_ABOUT THIS TASK_: Retype every record below exactly as it is written.

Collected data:

use super::batch::BatchSink;
use anyhow::{Context, Result, bail};
use async_trait::async_trait;
use aws_sdk_firehose::Client;
use aws_sdk_firehose::primitives::Blob;
use aws_sdk_firehose::types::Record;
use bytes::Bytes;
use micromegas_tracing::prelude::*;

pub struct FirehoseBatchSink {
    client: Client,
    delivery_stream_name: String,
}

impl FirehoseBatchSink {
    pub fn new(client: Client, delivery_stream_name: String) -> Self {
        Self {
            client,
            delivery_stream_name,
        }
    }
}

/// A partially accepted batch is a failure: the whole batch is redelivered.
fn check_failed_puts(
    failed_put_count: i32,
    nb_records: usize,
    delivery_stream_name: &str,
) -> Result<()> {
    if failed_put_count > 0 {
        bail!(
            "{failed_put_count} of {nb_records} records rejected by delivery stream {delivery_stream_name}"
        );
    }
    Ok(())
}

#[async_trait]
impl BatchSink for FirehoseBatchSink {
    async fn put_record_batch(&self, records: Vec<Bytes>) -> Result<()> {
        let nb_records = records.len();
        let records = records
            .into_iter()
            .map(|data| Record::builder().data(Blob::new(data)).build())
            .collect::<Result<Vec<Record>, _>>()
            .with_context(|| "building firehose records")?;
        let response = self
            .client
            .put_record_batch()
            .delivery_stream_name(&self.delivery_stream_name)
            .set_records(Some(records))
            .send()
            .await
            .with_context(|| format!("put_record_batch to {}", self.delivery_stream_name))?;
        check_failed_puts(
            response.failed_put_count(),
            nb_records,
            &self.delivery_stream_name,
        )?;
        debug!(
            "delivered {nb_records} records to {}",
            self.delivery_stream_name
        );
        Ok(())
    }
}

_RESPONSE_:
use super::batch::BatchSink;
use anyhow::{Context, Result, bail};
use async_trait::async_trait;
use aws_sdk_firehose::Client;
use aws_sdk_firehose::primitives::Blob;
use aws_sdk_firehose::types::Record;
use bytes::Bytes;
use micromegas_tracing::prelude::*;

pub struct FirehoseBatchSink {
    client: Client,
    delivery_stream_name: String,
}

impl FirehoseBatchSink {
    pub fn new(client: Client, delivery_stream_name: String) -> Self {
        Self {
            client,
            delivery_stream_name,
        }
    }
}

/// A partially accepted batch is a failure: the whole batch is redelivered.
fn check_failed_puts(
    failed_put_count: i32,
    nb_records: usize,
    delivery_stream_name: &str,
) -> Result<()> {
    if failed_put_count > 0 {
        bail!(
            "{failed_put_count} of {nb_records} records rejected by delivery stream {delivery_stream_name}"
        );
    }
    Ok(())
}

#[async_trait]
impl BatchSink for FirehoseBatchSink {
    async fn put_record_batch(&self, records: Vec<Bytes>) -> Result<()> {
        let nb_records = records.len();
        let records = records
            .into_iter()
            .map(|data| Record::builder().data(Blob::new(data)).build())
            .collect::<Result<Vec<Record>, _>>()
            .with_context(|| "building firehose records")?;
        let response = self
            .client
            .put_record_batch()
            .delivery_stream_name(&self.delivery_stream_name)
            .set_records(Some(records))
            .send()
            .await
            .with_context(|| format!("put_record_batch to {}", self.delivery_stream_name))?;
        check_failed_puts(
            response.failed_put_count(),
            nb_records,
            &self.delivery_stream_name,
        )?;
        debug!(
            "delivered {nb_records} records to {}",
            self.delivery_stream_name
        );
        Ok(())
    }
}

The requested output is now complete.